Perkins School president to speak on rights of disabled

Thursday, February 25, 2010

Steven Rothstein, president of the Perkins School for the Blind, one of the world’s leading institutions for educating the blind and deaf-blind, will present "Individuals with Disabilities: The Next Civil Rights Movement,” as part of Clark University’s Difficult Dialogues program at 4 p.m. on Wednesday, March 3, in Tilton Hall at the Higgins University Center, 950 Main Street, Worcester.

“Steven Rothstein is one of America’s leading advocates for the rights of people with disabilities. There are literally tens of millions of Americans who continue to struggle to take their place as full citizens even two decades after the enactment of the Americans With Disabilities Act.  Steven Rothstein will speak to both how far we have come as a nation and how far we still have to go.” ~ Jim Gomes, director of Clark University’s Mosakowski Institute for Public Enterprise

The last half century has witnessed a succession of social movements in the United States aimed at securing equal rights for African-Americans, women, and gays and lesbians. Rothstein argues that individuals with disabilities must be the next to claim full equality under law and in society. Rothstein will trace the progress that has been made in the 20 years since the enactment of the Americans With Disabilities Act and set out an agenda for future action.

Rothstein is the ninth head of Perkins School for the Blind. He graduated from Williams College and has an MBA from Northeastern University, and was Assistant Commissioner of the State of Massachusetts Department of Mental Retardation. He has served on the Commonwealth of Massachusetts Board of Education and a variety of local and regional community, non-profit and education organizations.
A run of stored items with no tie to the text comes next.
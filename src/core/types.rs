use std::collections::BTreeMap;

use chrono::NaiveDate;
use serde::{Deserialize, Serialize};

#[derive(Copy, Clone, Debug, Eq, PartialEq, Ord, PartialOrd, Hash, Serialize, Deserialize)]
#[serde(rename_all = "lowercase")]
pub enum AdviceCategory {
    Debt,
    Investment,
    Expense,
    Income,
}

impl AdviceCategory {
    pub fn label(self) -> &'static str {
        match self {
            AdviceCategory::Debt => "debt",
            AdviceCategory::Investment => "investment",
            AdviceCategory::Expense => "expense",
            AdviceCategory::Income => "income",
        }
    }
}

#[derive(Copy, Clone, Debug, Eq, PartialEq, Serialize, Deserialize)]
#[serde(rename_all = "lowercase")]
pub enum Priority {
    High,
    Medium,
    Low,
}

impl Priority {
    pub fn label(self) -> &'static str {
        match self {
            Priority::High => "high",
            Priority::Medium => "medium",
            Priority::Low => "low",
        }
    }
}

#[derive(Copy, Clone, Debug, Eq, PartialEq, Serialize, Deserialize)]
#[serde(rename_all = "snake_case")]
pub enum OverallAssessment {
    OnTrack,
    NeedsImprovement,
    Critical,
}

impl OverallAssessment {
    pub fn label(self) -> &'static str {
        match self {
            OverallAssessment::OnTrack => "on track",
            OverallAssessment::NeedsImprovement => "needs improvement",
            OverallAssessment::Critical => "critical",
        }
    }
}

#[derive(Debug, Clone, Default, PartialEq, Serialize, Deserialize)]
#[serde(default, rename_all = "camelCase")]
pub struct ProjectedImpact {
    #[serde(skip_serializing_if = "Option::is_none")]
    pub timeline_savings_years: Option<f64>,
    #[serde(skip_serializing_if = "Option::is_none")]
    pub cost_savings: Option<f64>,
    #[serde(skip_serializing_if = "Option::is_none")]
    pub additional_assets: Option<f64>,
}

#[derive(Debug, Clone, PartialEq, Serialize, Deserialize)]
#[serde(rename_all = "camelCase")]
pub struct AdviceItem {
    pub id: String,
    pub category: AdviceCategory,
    pub priority: Priority,
    pub title: String,
    pub description: String,
    pub actions: Vec<String>,
    pub projected_impact: ProjectedImpact,
    pub feasibility_score: f64,
    pub effectiveness_score: f64,
    #[serde(default, skip_serializing_if = "Option::is_none")]
    pub person_id: Option<String>,
    #[serde(default, skip_serializing_if = "Option::is_none")]
    pub person_specific_changes: Option<PersonSpecificChanges>,
}

#[derive(Debug, Clone, PartialEq, Serialize, Deserialize)]
#[serde(rename_all = "camelCase")]
pub struct RankedAdvice {
    #[serde(flatten)]
    pub advice: AdviceItem,
    pub overall_score: f64,
    pub rank: usize,
}

#[derive(Debug, Clone, Default, PartialEq, Serialize, Deserialize)]
#[serde(rename_all = "camelCase")]
pub struct RetirementFeasibility {
    pub can_retire_at_target: bool,
    #[serde(default, skip_serializing_if = "Option::is_none")]
    pub actual_retirement_age: Option<f64>,
    #[serde(default, skip_serializing_if = "Option::is_none")]
    pub shortfall_amount: Option<f64>,
    #[serde(default, skip_serializing_if = "Option::is_none")]
    pub surplus_amount: Option<f64>,
}

#[derive(Debug, Clone, PartialEq, Serialize, Deserialize)]
#[serde(rename_all = "camelCase")]
pub struct RetirementAdvice {
    pub overall_assessment: OverallAssessment,
    pub retirement_feasibility: RetirementFeasibility,
    pub recommendations: Vec<RankedAdvice>,
    pub quick_wins: Vec<RankedAdvice>,
    pub long_term_strategies: Vec<RankedAdvice>,
}

impl RetirementAdvice {
    /// Smallest valid result, returned when generation cannot complete.
    pub fn critical_fallback() -> Self {
        Self {
            overall_assessment: OverallAssessment::Critical,
            retirement_feasibility: RetirementFeasibility::default(),
            recommendations: Vec::new(),
            quick_wins: Vec::new(),
            long_term_strategies: Vec::new(),
        }
    }
}

#[derive(Debug, Clone, PartialEq, Serialize, Deserialize)]
#[serde(rename_all = "camelCase")]
pub struct IncomeSource {
    pub id: String,
    pub name: String,
    pub annual_amount: f64,
    #[serde(default, skip_serializing_if = "Option::is_none")]
    pub person_id: Option<String>,
}

#[derive(Debug, Clone, PartialEq, Serialize, Deserialize)]
#[serde(rename_all = "camelCase")]
pub struct SuperAccount {
    pub id: String,
    pub name: String,
    pub balance: f64,
    /// Employer + voluntary contribution as a fraction of income.
    pub contribution_rate: f64,
    pub return_rate: f64,
    #[serde(default, skip_serializing_if = "Option::is_none")]
    pub person_id: Option<String>,
}

#[derive(Debug, Clone, PartialEq, Serialize, Deserialize)]
#[serde(rename_all = "camelCase")]
pub struct Person {
    pub id: String,
    pub name: String,
    pub current_age: u32,
    pub retirement_age: u32,
    #[serde(default)]
    pub income_sources: Vec<IncomeSource>,
    #[serde(default)]
    pub super_accounts: Vec<SuperAccount>,
}

impl Person {
    pub fn annual_income(&self) -> f64 {
        self.income_sources.iter().map(|s| s.annual_amount).sum()
    }
}

#[derive(Debug, Clone, PartialEq, Serialize, Deserialize)]
#[serde(rename_all = "camelCase")]
pub struct Loan {
    pub id: String,
    pub name: String,
    pub balance: f64,
    /// Annual rate as a fraction, e.g. 0.06.
    pub interest_rate: f64,
    pub monthly_payment: f64,
}

#[derive(Copy, Clone, Debug, Eq, PartialEq, Serialize, Deserialize)]
#[serde(rename_all = "lowercase")]
pub enum ExpenseCategory {
    Groceries,
    Dining,
    Entertainment,
    Transport,
    Utilities,
    Subscriptions,
}

impl ExpenseCategory {
    pub const ALL: [ExpenseCategory; 6] = [
        ExpenseCategory::Groceries,
        ExpenseCategory::Dining,
        ExpenseCategory::Entertainment,
        ExpenseCategory::Transport,
        ExpenseCategory::Utilities,
        ExpenseCategory::Subscriptions,
    ];

    pub fn label(self) -> &'static str {
        match self {
            ExpenseCategory::Groceries => "groceries",
            ExpenseCategory::Dining => "dining",
            ExpenseCategory::Entertainment => "entertainment",
            ExpenseCategory::Transport => "transport",
            ExpenseCategory::Utilities => "utilities",
            ExpenseCategory::Subscriptions => "subscriptions",
        }
    }

    /// Largest reduction considered realistic for the category.
    pub fn max_reduction(self) -> f64 {
        match self {
            ExpenseCategory::Groceries => 0.15,
            ExpenseCategory::Dining => 0.50,
            ExpenseCategory::Entertainment => 0.40,
            ExpenseCategory::Transport => 0.20,
            ExpenseCategory::Utilities => 0.15,
            ExpenseCategory::Subscriptions => 0.60,
        }
    }
}

/// Monthly spend per discretionary category.
#[derive(Debug, Clone, Default, PartialEq, Serialize, Deserialize)]
#[serde(default, rename_all = "camelCase")]
pub struct ExpenseBudget {
    pub groceries: f64,
    pub dining: f64,
    pub entertainment: f64,
    pub transport: f64,
    pub utilities: f64,
    pub subscriptions: f64,
}

impl ExpenseBudget {
    pub fn monthly_amount(&self, category: ExpenseCategory) -> f64 {
        match category {
            ExpenseCategory::Groceries => self.groceries,
            ExpenseCategory::Dining => self.dining,
            ExpenseCategory::Entertainment => self.entertainment,
            ExpenseCategory::Transport => self.transport,
            ExpenseCategory::Utilities => self.utilities,
            ExpenseCategory::Subscriptions => self.subscriptions,
        }
    }
}

#[derive(Debug, Clone, PartialEq, Serialize, Deserialize)]
#[serde(rename_all = "camelCase")]
pub struct ParameterTransition {
    pub id: String,
    pub date: NaiveDate,
    #[serde(default)]
    pub description: String,
}

#[derive(Debug, Clone, PartialEq, Serialize, Deserialize)]
#[serde(default, rename_all = "camelCase")]
pub struct HouseholdParams {
    pub current_age: u32,
    pub retirement_age: u32,
    pub annual_salary: f64,
    pub tax_rate: f64,
    pub desired_annual_income: f64,
    pub investment_return: f64,
    pub monthly_investment_contribution: f64,
    pub offset_enabled: bool,
    pub loans: Vec<Loan>,
    pub expenses: ExpenseBudget,
    pub people: Vec<Person>,
    pub transitions: Vec<ParameterTransition>,
}

impl Default for HouseholdParams {
    fn default() -> Self {
        Self {
            current_age: 35,
            retirement_age: 65,
            annual_salary: 0.0,
            tax_rate: 0.3,
            desired_annual_income: 60_000.0,
            investment_return: 0.06,
            monthly_investment_contribution: 0.0,
            offset_enabled: false,
            loans: Vec::new(),
            expenses: ExpenseBudget::default(),
            people: Vec::new(),
            transitions: Vec::new(),
        }
    }
}

impl HouseholdParams {
    pub fn years_to_retirement(&self) -> u32 {
        self.retirement_age.saturating_sub(self.current_age)
    }

    /// Explicit salary, falling back to the sum of every person's income.
    pub fn household_income(&self) -> f64 {
        if self.annual_salary > 0.0 {
            self.annual_salary
        } else {
            self.people.iter().map(Person::annual_income).sum()
        }
    }

    pub fn is_multi_person(&self) -> bool {
        self.people.len() > 1
    }

    pub fn person(&self, person_id: &str) -> Option<&Person> {
        self.people.iter().find(|p| p.id == person_id)
    }
}

#[derive(Debug, Clone, PartialEq, Serialize, Deserialize)]
#[serde(rename_all = "camelCase")]
pub struct Snapshot {
    pub date: NaiveDate,
    pub cash: f64,
    pub investments: f64,
    pub superannuation: f64,
    #[serde(default)]
    pub loan_balance: f64,
    #[serde(default)]
    pub offset_balance: f64,
    pub net_worth: f64,
    #[serde(default)]
    pub cash_flow: f64,
    #[serde(default, skip_serializing_if = "BTreeMap::is_empty")]
    pub loan_balances: BTreeMap<String, f64>,
    #[serde(default, skip_serializing_if = "BTreeMap::is_empty")]
    pub offset_balances: BTreeMap<String, f64>,
    #[serde(default, skip_serializing_if = "BTreeMap::is_empty")]
    pub super_balances: BTreeMap<String, f64>,
    #[serde(default, skip_serializing_if = "BTreeMap::is_empty")]
    pub investment_balances: BTreeMap<String, f64>,
}

impl Snapshot {
    /// Balance of a single loan, using the per-entity breakdown when the
    /// projection supplied one.
    pub fn balance_of(&self, loan: &Loan, loan_count: usize) -> f64 {
        match self.loan_balances.get(&loan.id) {
            Some(balance) => *balance,
            None if loan_count == 1 => self.loan_balance,
            None => loan.balance,
        }
    }

    /// Every numeric field, labelled, for finiteness checks.
    /// Every numeric field, with per-entity entries labelled `map.id`.
    pub fn numeric_fields(&self) -> impl Iterator<Item = (String, f64)> + '_ {
        let entity_maps = [
            ("loanBalances", &self.loan_balances),
            ("offsetBalances", &self.offset_balances),
            ("superBalances", &self.super_balances),
            ("investmentBalances", &self.investment_balances),
        ];
        [
            ("cash", self.cash),
            ("investments", self.investments),
            ("superannuation", self.superannuation),
            ("loanBalance", self.loan_balance),
            ("offsetBalance", self.offset_balance),
            ("netWorth", self.net_worth),
            ("cashFlow", self.cash_flow),
        ]
        .into_iter()
        .map(|(field, value)| (field.to_string(), value))
        .chain(entity_maps.into_iter().flat_map(|(map, entries)| {
            entries
                .iter()
                .map(move |(id, value)| (format!("{map}.{id}"), *value))
        }))
    }
}

#[derive(Debug, Clone, Default, PartialEq, Serialize, Deserialize)]
#[serde(default, rename_all = "camelCase")]
pub struct ProjectionSummary {
    pub retirement_date: Option<NaiveDate>,
    pub is_sustainable: bool,
}

#[derive(Copy, Clone, Debug, Eq, PartialEq, Ord, PartialOrd, Hash, Serialize, Deserialize)]
#[serde(rename_all = "snake_case")]
pub enum MilestoneType {
    LoanPayoff,
    OffsetCompletion,
    ParameterTransition,
    RetirementEligibility,
    NetWorthTarget,
    Custom,
}

impl MilestoneType {
    pub fn label(self) -> &'static str {
        match self {
            MilestoneType::LoanPayoff => "loan payoff",
            MilestoneType::OffsetCompletion => "offset completion",
            MilestoneType::ParameterTransition => "parameter transition",
            MilestoneType::RetirementEligibility => "retirement eligibility",
            MilestoneType::NetWorthTarget => "net worth target",
            MilestoneType::Custom => "custom",
        }
    }
}

#[derive(Debug, Clone, PartialEq, Serialize, Deserialize)]
#[serde(rename_all = "camelCase")]
pub struct Milestone {
    pub id: String,
    pub milestone_type: MilestoneType,
    pub date: NaiveDate,
    pub title: String,
    #[serde(default)]
    pub description: String,
    #[serde(default, skip_serializing_if = "Option::is_none")]
    pub loan_id: Option<String>,
    #[serde(default, skip_serializing_if = "Option::is_none")]
    pub transition_id: Option<String>,
    #[serde(default, skip_serializing_if = "Option::is_none")]
    pub financial_impact: Option<f64>,
}

#[derive(Debug, Clone, Default, PartialEq, Serialize, Deserialize)]
#[serde(default, rename_all = "camelCase")]
pub struct PersonPatch {
    #[serde(skip_serializing_if = "Option::is_none")]
    pub name: Option<String>,
    #[serde(skip_serializing_if = "Option::is_none")]
    pub current_age: Option<u32>,
    #[serde(skip_serializing_if = "Option::is_none")]
    pub retirement_age: Option<u32>,
}

#[derive(Debug, Clone, Default, PartialEq, Serialize, Deserialize)]
#[serde(default, rename_all = "camelCase")]
pub struct IncomeSourcePatch {
    #[serde(skip_serializing_if = "Option::is_none")]
    pub name: Option<String>,
    #[serde(skip_serializing_if = "Option::is_none")]
    pub annual_amount: Option<f64>,
}

#[derive(Debug, Clone, Default, PartialEq, Serialize, Deserialize)]
#[serde(default, rename_all = "camelCase")]
pub struct SuperAccountPatch {
    #[serde(skip_serializing_if = "Option::is_none")]
    pub name: Option<String>,
    #[serde(skip_serializing_if = "Option::is_none")]
    pub balance: Option<f64>,
    #[serde(skip_serializing_if = "Option::is_none")]
    pub contribution_rate: Option<f64>,
    #[serde(skip_serializing_if = "Option::is_none")]
    pub return_rate: Option<f64>,
}

#[derive(Debug, Clone, PartialEq, Serialize, Deserialize)]
#[serde(tag = "action", rename_all = "camelCase")]
pub enum EntityChange<E, P> {
    Add { entity: E },
    Update { id: String, patch: P },
    Remove { id: String },
}

/// Mutation descriptor attached to advice that targets one household member.
#[derive(Debug, Clone, PartialEq, Serialize, Deserialize)]
#[serde(rename_all = "camelCase")]
pub struct PersonSpecificChanges {
    pub person_id: String,
    #[serde(default, skip_serializing_if = "Option::is_none")]
    pub person: Option<PersonPatch>,
    #[serde(default, skip_serializing_if = "Vec::is_empty")]
    pub income_sources: Vec<EntityChange<IncomeSource, IncomeSourcePatch>>,
    #[serde(default, skip_serializing_if = "Vec::is_empty")]
    pub super_accounts: Vec<EntityChange<SuperAccount, SuperAccountPatch>>,
}

impl PersonSpecificChanges {
    pub fn for_person(person_id: &str) -> Self {
        Self {
            person_id: person_id.to_string(),
            person: None,
            income_sources: Vec::new(),
            super_accounts: Vec::new(),
        }
    }
}
//! Validation and application of person-scoped advice mutations.
//!
//! Validation never fails loudly: it reports every problem it finds.
//! Application is a pure function over a cloned parameter set and is
//! best-effort for descriptors that were never validated.

use serde::Serialize;
use thiserror::Error;

use super::types::{
    AdviceItem, EntityChange, HouseholdParams, IncomeSource, IncomeSourcePatch, Person,
    PersonPatch, PersonSpecificChanges, SuperAccount, SuperAccountPatch,
};

#[derive(Debug, Clone, Error, PartialEq, Eq, Serialize)]
#[serde(tag = "type", rename_all = "camelCase")]
pub enum TargetingError {
    #[error("person {person_id} does not exist")]
    UnknownPerson { person_id: String },

    #[error("advice targets {advice_person} but its changes target {change_person}")]
    PersonMismatch {
        advice_person: String,
        change_person: String,
    },

    #[error("income source {id} does not belong to person {person_id}")]
    UnknownIncomeSource { person_id: String, id: String },

    #[error("super account {id} does not belong to person {person_id}")]
    UnknownSuperAccount { person_id: String, id: String },

    #[error("added {entity} {id} is already present for person {person_id}")]
    DuplicateEntity {
        entity: &'static str,
        person_id: String,
        id: String,
    },

    #[error("added {entity} {id} names person {found} instead of {expected}")]
    ConflictingPersonId {
        entity: &'static str,
        id: String,
        expected: String,
        found: String,
    },
}

#[derive(Debug, Clone, PartialEq, Eq, Serialize)]
#[serde(rename_all = "camelCase")]
pub struct ValidationResult {
    pub is_valid: bool,
    pub errors: Vec<TargetingError>,
}

impl ValidationResult {
    fn from_errors(errors: Vec<TargetingError>) -> Self {
        Self {
            is_valid: errors.is_empty(),
            errors,
        }
    }
}

/// Person-owned sub-entity addressed by id.
trait Owned {
    const KIND: &'static str;
    fn id(&self) -> &str;
    fn owner(&self) -> Option<&str>;
}

impl Owned for IncomeSource {
    const KIND: &'static str = "income source";
    fn id(&self) -> &str {
        &self.id
    }
    fn owner(&self) -> Option<&str> {
        self.person_id.as_deref()
    }
}

impl Owned for SuperAccount {
    const KIND: &'static str = "super account";
    fn id(&self) -> &str {
        &self.id
    }
    fn owner(&self) -> Option<&str> {
        self.person_id.as_deref()
    }
}

pub fn validate_person_target(item: &AdviceItem, params: &HouseholdParams) -> ValidationResult {
    let mut errors = Vec::new();

    if let Some(person_id) = &item.person_id {
        if params.person(person_id).is_none() {
            errors.push(TargetingError::UnknownPerson {
                person_id: person_id.clone(),
            });
        }
    }

    if let Some(changes) = &item.person_specific_changes {
        if let Some(advice_person) = &item.person_id {
            if advice_person != &changes.person_id {
                errors.push(TargetingError::PersonMismatch {
                    advice_person: advice_person.clone(),
                    change_person: changes.person_id.clone(),
                });
            }
        }
        match params.person(&changes.person_id) {
            Some(person) => validate_changes(person, changes, &mut errors),
            None if item.person_id.as_deref() == Some(changes.person_id.as_str()) => {}
            None => errors.push(TargetingError::UnknownPerson {
                person_id: changes.person_id.clone(),
            }),
        }
    }

    ValidationResult::from_errors(errors)
}

fn validate_changes(
    person: &Person,
    changes: &PersonSpecificChanges,
    errors: &mut Vec<TargetingError>,
) {
    check_entity_changes(
        person,
        &person.income_sources,
        &changes.income_sources,
        |id| TargetingError::UnknownIncomeSource {
            person_id: person.id.clone(),
            id,
        },
        errors,
    );
    check_entity_changes(
        person,
        &person.super_accounts,
        &changes.super_accounts,
        |id| TargetingError::UnknownSuperAccount {
            person_id: person.id.clone(),
            id,
        },
        errors,
    );
}

fn check_entity_changes<E: Owned, P>(
    person: &Person,
    existing: &[E],
    changes: &[EntityChange<E, P>],
    unknown: impl Fn(String) -> TargetingError,
    errors: &mut Vec<TargetingError>,
) {
    for change in changes {
        match change {
            EntityChange::Add { entity } => {
                if let Some(owner) = entity.owner() {
                    if owner != person.id {
                        errors.push(TargetingError::ConflictingPersonId {
                            entity: E::KIND,
                            id: entity.id().to_string(),
                            expected: person.id.clone(),
                            found: owner.to_string(),
                        });
                    }
                }
                if existing.iter().any(|e| e.id() == entity.id()) {
                    errors.push(TargetingError::DuplicateEntity {
                        entity: E::KIND,
                        person_id: person.id.clone(),
                        id: entity.id().to_string(),
                    });
                }
            }
            EntityChange::Update { id, .. } | EntityChange::Remove { id } => {
                if !existing.iter().any(|e| e.id() == id) {
                    errors.push(unknown(id.clone()));
                }
            }
        }
    }
}

/// Returns a copy of `params` with the advice's person-specific changes
/// applied to the targeted person only.
pub fn apply_person_target(params: &HouseholdParams, item: &AdviceItem) -> HouseholdParams {
    let mut updated = params.clone();
    let Some(changes) = &item.person_specific_changes else {
        return updated;
    };
    let Some(person) = updated
        .people
        .iter_mut()
        .find(|p| p.id == changes.person_id)
    else {
        return updated;
    };

    if let Some(patch) = &changes.person {
        apply_person_patch(person, patch);
    }
    let person_id = person.id.clone();
    apply_entity_changes(
        &mut person.income_sources,
        &changes.income_sources,
        |source: &mut IncomeSource| source.person_id = Some(person_id.clone()),
        apply_income_patch,
    );
    apply_entity_changes(
        &mut person.super_accounts,
        &changes.super_accounts,
        |account: &mut SuperAccount| account.person_id = Some(person_id.clone()),
        apply_super_patch,
    );
    updated
}

fn apply_person_patch(person: &mut Person, patch: &PersonPatch) {
    if let Some(name) = &patch.name {
        person.name = name.clone();
    }
    if let Some(age) = patch.current_age {
        person.current_age = age;
    }
    if let Some(age) = patch.retirement_age {
        person.retirement_age = age;
    }
}

fn apply_income_patch(source: &mut IncomeSource, patch: &IncomeSourcePatch) {
    if let Some(name) = &patch.name {
        source.name = name.clone();
    }
    if let Some(amount) = patch.annual_amount {
        source.annual_amount = amount;
    }
}

fn apply_super_patch(account: &mut SuperAccount, patch: &SuperAccountPatch) {
    if let Some(name) = &patch.name {
        account.name = name.clone();
    }
    if let Some(balance) = patch.balance {
        account.balance = balance;
    }
    if let Some(rate) = patch.contribution_rate {
        account.contribution_rate = rate;
    }
    if let Some(rate) = patch.return_rate {
        account.return_rate = rate;
    }
}

fn apply_entity_changes<E: Owned + Clone, P>(
    entities: &mut Vec<E>,
    changes: &[EntityChange<E, P>],
    adopt: impl Fn(&mut E),
    patch_entity: impl Fn(&mut E, &P),
) {
    for change in changes {
        match change {
            EntityChange::Add { entity } => {
                let mut entity = entity.clone();
                adopt(&mut entity);
                entities.push(entity);
            }
            EntityChange::Update { id, patch } => {
                if let Some(target) = entities.iter_mut().find(|e| e.id() == id) {
                    patch_entity(target, patch);
                }
            }
            EntityChange::Remove { id } => entities.retain(|e| e.id() != id),
        }
    }
}

#[cfg(test)]
mod tests {
    use super::*;
    use crate::core::strategies::fixtures::couple;
    use crate::core::types::{AdviceCategory, Priority, ProjectedImpact};

    fn targeted(person_id: &str, changes: PersonSpecificChanges) -> AdviceItem {
        AdviceItem {
            id: "targeted".to_string(),
            category: AdviceCategory::Investment,
            priority: Priority::Medium,
            title: "Targeted".to_string(),
            description: String::new(),
            actions: Vec::new(),
            projected_impact: ProjectedImpact::default(),
            feasibility_score: 70.0,
            effectiveness_score: 60.0,
            person_id: Some(person_id.to_string()),
            person_specific_changes: Some(changes),
        }
    }

    fn rate_update(person_id: &str, account_id: &str, rate: f64) -> PersonSpecificChanges {
        let mut changes = PersonSpecificChanges::for_person(person_id);
        changes.super_accounts.push(EntityChange::Update {
            id: account_id.to_string(),
            patch: SuperAccountPatch {
                contribution_rate: Some(rate),
                ..SuperAccountPatch::default()
            },
        });
        changes
    }

    #[test]
    fn valid_update_passes() {
        let params = couple();
        let item = targeted("alex", rate_update("alex", "alex-super", 0.13));
        let result = validate_person_target(&item, &params);
        assert!(result.is_valid, "{:?}", result.errors);
    }

    #[test]
    fn unknown_person_is_reported_once() {
        let params = couple();
        let item = targeted("jo", rate_update("jo", "alex-super", 0.13));
        let result = validate_person_target(&item, &params);
        assert!(!result.is_valid);
        assert_eq!(
            result.errors,
            vec![TargetingError::UnknownPerson {
                person_id: "jo".to_string()
            }]
        );
    }

    #[test]
    fn sub_entity_ids_must_belong_to_the_person() {
        let params = couple();
        let item = targeted("alex", rate_update("alex", "sam-super", 0.13));
        let result = validate_person_target(&item, &params);
        assert_eq!(
            result.errors,
            vec![TargetingError::UnknownSuperAccount {
                person_id: "alex".to_string(),
                id: "sam-super".to_string()
            }]
        );

        let mut changes = PersonSpecificChanges::for_person("sam");
        changes.income_sources.push(EntityChange::Remove {
            id: "missing".to_string(),
        });
        let result = validate_person_target(&targeted("sam", changes), &params);
        assert!(matches!(
            result.errors.as_slice(),
            [TargetingError::UnknownIncomeSource { .. }]
        ));
    }

    #[test]
    fn added_entities_must_not_name_another_person() {
        let params = couple();
        let mut changes = PersonSpecificChanges::for_person("alex");
        changes.income_sources.push(EntityChange::Add {
            entity: IncomeSource {
                id: "alex-bonus".to_string(),
                name: "Bonus".to_string(),
                annual_amount: 10_000.0,
                person_id: Some("sam".to_string()),
            },
        });
        let result = validate_person_target(&targeted("alex", changes), &params);
        assert!(matches!(
            result.errors.as_slice(),
            [TargetingError::ConflictingPersonId { found, .. }] if found == "sam"
        ));
    }

    #[test]
    fn mismatched_item_and_change_person_is_invalid() {
        let params = couple();
        let item = targeted("sam", rate_update("alex", "alex-super", 0.13));
        let result = validate_person_target(&item, &params);
        assert!(matches!(
            result.errors.as_slice(),
            [TargetingError::PersonMismatch { .. }]
        ));
    }

    #[test]
    fn apply_updates_only_the_targeted_account() {
        let params = couple();
        let item = targeted("alex", rate_update("alex", "alex-super", 0.13));
        let updated = apply_person_target(&params, &item);

        assert_eq!(updated.people[0].super_accounts[0].contribution_rate, 0.13);
        assert_eq!(updated.people[1], params.people[1]);
        assert_eq!(updated.loans, params.loans);
        assert_eq!(updated.expenses, params.expenses);

        let mut expected = params.clone();
        expected.people[0].super_accounts[0].contribution_rate = 0.13;
        assert_eq!(updated, expected);
    }

    #[test]
    fn apply_add_and_remove_adopt_target_person() {
        let params = couple();
        let mut changes = PersonSpecificChanges::for_person("sam");
        changes.income_sources.push(EntityChange::Add {
            entity: IncomeSource {
                id: "sam-rental".to_string(),
                name: "Rental".to_string(),
                annual_amount: 12_000.0,
                person_id: None,
            },
        });
        changes.income_sources.push(EntityChange::Remove {
            id: "sam-salary".to_string(),
        });
        changes.person = Some(PersonPatch {
            retirement_age: Some(67),
            ..PersonPatch::default()
        });

        let updated = apply_person_target(&params, &targeted("sam", changes));
        let sam = &updated.people[1];
        assert_eq!(sam.retirement_age, 67);
        assert_eq!(sam.income_sources.len(), 1);
        assert_eq!(sam.income_sources[0].id, "sam-rental");
        assert_eq!(sam.income_sources[0].person_id.as_deref(), Some("sam"));
        assert_eq!(updated.people[0], params.people[0]);
    }

    #[test]
    fn apply_for_unknown_person_is_a_no_op() {
        let params = couple();
        let item = targeted("jo", rate_update("jo", "alex-super", 0.13));
        assert_eq!(apply_person_target(&params, &item), params);
    }

    #[test]
    fn apply_leaves_input_untouched() {
        let params = couple();
        let snapshot = params.clone();
        let _ = apply_person_target(&params, &targeted("alex", rate_update("alex", "alex-super", 0.14)));
        assert_eq!(params, snapshot);
    }
}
Clark’s Difficult Dialogues program is part of the National Difficult Dialogues Initiative to create a culture of dialogue on college campuses. In 2006, Clark was one of 27 independent programs nationwide, selected from over 700 colleges and universities to have their original dialogue initiative program funded by the Ford Foundation.

Co-sponsored by the Higgins School of Humanities and the International Development, Community and Environment Department, Clark continues to offer symposiums, lectures and classes focused around dialogue with the intent to deepen experiences of learning and engagement across the community.  For more information, visit http://www.clarku.edu/difficultdialogues_2.cfm.

This event is also sponsored by the Mosakowski Institute for Public Enterprise.  It is free and open to the public. For more information, call 508-793-7479.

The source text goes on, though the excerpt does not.